Guests expressed fascination with the interactive mutimedia exhibition, which offers visitors engaging insight into the realm of scientific discoveries. Mary Sellers, CEO of the Museum; Dr. Peter Gruss, president of the Max Planck Society; and presenting sponsor Fabiola Brumley, Palm Beach market president of Bank of America made a special presentation during the evening.
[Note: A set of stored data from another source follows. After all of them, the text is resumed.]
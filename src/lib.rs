//! Edge Gateway - bearer token authentication in front of backend services
//!
//! This gateway provides:
//! - Login against a user service, issuing access and refresh tokens
//! - Access token refresh
//! - Path-prefix routing of `/api/v1/*` to backend services
//! - Transparent proxying with header, body and query translation
//! - Prometheus metrics
//! - A liveness probe

pub mod auth;
pub mod config;
pub mod endpoints;
pub mod error;
pub mod gateway;
pub mod health;
pub mod metrics;
pub mod proxy;
pub mod routing;
pub mod token;

pub use config::GatewayConfig;
pub use error::GatewayError;
pub use gateway::{build_router, AppState};
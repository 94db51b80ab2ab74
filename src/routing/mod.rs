//! Service routing
//!
//! Maps the path below `/api/v1/` to the backend that serves it. The table is
//! built once from configuration and only read afterwards.

use crate::config::GatewayConfig;

/// A compiled route: path prefix and the backend serving it
#[derive(Debug, Clone, PartialEq)]
pub struct RouteEntry {
    /// Prefix without leading slash (e.g. "users")
    pub prefix: String,
    /// Service name, used for logs and metrics labels
    pub service: String,
    /// Backend base URL requests are forwarded to
    pub backend_url: String,
    /// Route description
    pub description: Option<String>,
}

impl RouteEntry {
    pub fn new(prefix: &str, service: &str, backend_url: &str) -> Self {
        Self {
            prefix: prefix.trim_start_matches('/').to_string(),
            service: service.to_string(),
            backend_url: backend_url.to_string(),
            description: None,
        }
    }

    /// Check if this route matches the given path
    pub fn matches(&self, path: &str) -> bool {
        path.trim_start_matches('/').starts_with(&self.prefix)
    }
}

/// Ordered prefix table; the first matching entry wins
#[derive(Debug, Clone, Default)]
pub struct ServiceRouter {
    routes: Vec<RouteEntry>,
}

impl ServiceRouter {
    pub fn new(routes: Vec<RouteEntry>) -> Self {
        Self { routes }
    }

    /// Build the table from configuration, resolving service names to URLs.
    ///
    /// Routes naming an unknown service are skipped; `GatewayConfig::validate`
    /// rejects those before we get here.
    pub fn from_config(config: &GatewayConfig) -> Self {
        let routes = config
            .routes
            .iter()
            .filter_map(|route| {
                let backend_url = config.services.get(&route.service)?;
                Some(RouteEntry {
                    description: route.description.clone(),
                    ..RouteEntry::new(&route.prefix, &route.service, backend_url)
                })
            })
            .collect();

        Self { routes }
    }

    /// Resolve a request path to its route
    pub fn resolve(&self, path: &str) -> Option<&RouteEntry> {
        self.routes.iter().find(|route| route.matches(path))
    }

    /// Get all configured routes
    pub fn routes(&self) -> &[RouteEntry] {
        &self.routes
    }
}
Those in attendance included Florida Representative, Carl Domino; Jenni Garrison from the Governor’s Office of Tourism, Trade and Economic Development; Palm Beach County Tax Collector, Anne Gannon; Palm Beach County Supervisor of Elections, Susan Bucher; Palm Beach County Clerk and Comptroller, Sharon Bock; West Palm Beach Mayor, Lois Frankel; West Palm Beach City Commissioners, Molly Douglas and Kimberly Mitchell; Town of Jupiter Mayor, Karen Golonka and Vice Mayor, Wendy Harrison; and the Palm Beach County School Board’s Dr. Art Johnson and Bill Graham.
Business and community leaders were Rhys Williams, chairman of the board of trustees for the South Florida Science Museum; Dennis Grady, president of the Chamber of Commerce of the Palm Beaches; Kelly Smallridge, president of the Business Development Board; Ken Kahn of LRP Publications and president of the Business Development Board’s Board of Directors; Mike Jones, president of the Economic Council of Palm Beach County; Ken Kirby of TransDermal Technologies; Mike Mitrione and Meenu Sasser of Gunster; Harvey Oyer of Shutts and Bowen; Rex Kirby of Suffolk Construction; Dr. Ram Narayanan and Dr. Gary Perry of Florida Atlantic University; Bill Fleming of Palm Beach Atlantic University; Apollo 14 astronaut Dr. Edgar Mitchell; and Palm Beach supporters Howard and Julie Rudolph, and Matt and Helene Lorentzen.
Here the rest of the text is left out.